= What is required =
Your answer should be a single number: the count of lines in the entries below that contain "LogFormat".

┌──

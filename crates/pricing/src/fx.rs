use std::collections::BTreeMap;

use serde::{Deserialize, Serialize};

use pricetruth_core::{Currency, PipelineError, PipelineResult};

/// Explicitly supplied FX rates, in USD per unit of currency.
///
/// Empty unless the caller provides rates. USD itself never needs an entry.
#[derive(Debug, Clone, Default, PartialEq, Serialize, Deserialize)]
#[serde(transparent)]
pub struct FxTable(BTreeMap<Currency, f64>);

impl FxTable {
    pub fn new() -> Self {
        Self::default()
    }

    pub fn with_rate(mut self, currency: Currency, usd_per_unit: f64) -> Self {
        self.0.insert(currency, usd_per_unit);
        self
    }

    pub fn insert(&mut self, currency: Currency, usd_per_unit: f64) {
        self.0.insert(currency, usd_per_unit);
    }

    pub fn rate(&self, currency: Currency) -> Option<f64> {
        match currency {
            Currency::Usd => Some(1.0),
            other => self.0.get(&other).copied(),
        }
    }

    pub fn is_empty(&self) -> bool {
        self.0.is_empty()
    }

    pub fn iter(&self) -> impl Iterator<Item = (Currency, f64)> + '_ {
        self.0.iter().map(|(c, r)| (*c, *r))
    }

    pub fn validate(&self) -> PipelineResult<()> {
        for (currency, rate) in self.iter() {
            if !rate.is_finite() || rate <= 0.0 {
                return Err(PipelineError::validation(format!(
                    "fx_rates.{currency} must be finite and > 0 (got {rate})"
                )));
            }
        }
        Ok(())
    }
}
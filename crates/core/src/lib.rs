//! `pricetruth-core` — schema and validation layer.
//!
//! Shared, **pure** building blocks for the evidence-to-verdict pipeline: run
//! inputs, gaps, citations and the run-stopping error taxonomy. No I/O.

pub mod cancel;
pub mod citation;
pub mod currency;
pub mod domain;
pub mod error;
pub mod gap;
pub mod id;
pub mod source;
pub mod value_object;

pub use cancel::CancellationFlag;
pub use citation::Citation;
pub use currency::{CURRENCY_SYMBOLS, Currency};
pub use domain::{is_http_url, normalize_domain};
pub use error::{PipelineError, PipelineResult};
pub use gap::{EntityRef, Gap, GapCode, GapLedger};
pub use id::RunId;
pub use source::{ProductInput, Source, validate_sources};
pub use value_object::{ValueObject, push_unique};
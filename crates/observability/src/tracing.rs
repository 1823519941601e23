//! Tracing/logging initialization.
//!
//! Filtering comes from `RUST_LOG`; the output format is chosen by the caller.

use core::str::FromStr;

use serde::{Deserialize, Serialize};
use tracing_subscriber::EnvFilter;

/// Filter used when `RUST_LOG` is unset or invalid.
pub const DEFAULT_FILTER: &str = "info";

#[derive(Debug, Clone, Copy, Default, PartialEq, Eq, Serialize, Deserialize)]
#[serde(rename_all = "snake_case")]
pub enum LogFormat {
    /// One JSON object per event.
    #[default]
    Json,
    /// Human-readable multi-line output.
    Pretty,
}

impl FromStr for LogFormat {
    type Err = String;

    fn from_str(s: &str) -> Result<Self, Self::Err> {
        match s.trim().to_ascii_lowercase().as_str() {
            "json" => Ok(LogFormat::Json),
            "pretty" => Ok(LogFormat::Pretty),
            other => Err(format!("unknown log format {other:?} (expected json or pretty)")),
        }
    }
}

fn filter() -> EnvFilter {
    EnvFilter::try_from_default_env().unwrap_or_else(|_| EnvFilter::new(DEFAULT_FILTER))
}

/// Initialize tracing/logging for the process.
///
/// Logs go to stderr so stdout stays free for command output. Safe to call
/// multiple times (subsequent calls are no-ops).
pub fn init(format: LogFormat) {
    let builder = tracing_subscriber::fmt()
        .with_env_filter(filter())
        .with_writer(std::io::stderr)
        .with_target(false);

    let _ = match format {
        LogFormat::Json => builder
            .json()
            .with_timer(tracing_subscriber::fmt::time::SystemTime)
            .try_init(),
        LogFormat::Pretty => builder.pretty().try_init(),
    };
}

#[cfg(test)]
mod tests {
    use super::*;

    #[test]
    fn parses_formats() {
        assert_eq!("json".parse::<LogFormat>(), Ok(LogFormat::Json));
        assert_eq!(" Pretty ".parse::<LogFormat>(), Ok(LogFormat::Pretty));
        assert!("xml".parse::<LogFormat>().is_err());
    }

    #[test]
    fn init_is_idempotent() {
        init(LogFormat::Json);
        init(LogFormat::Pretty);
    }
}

└──

= Written answer =
12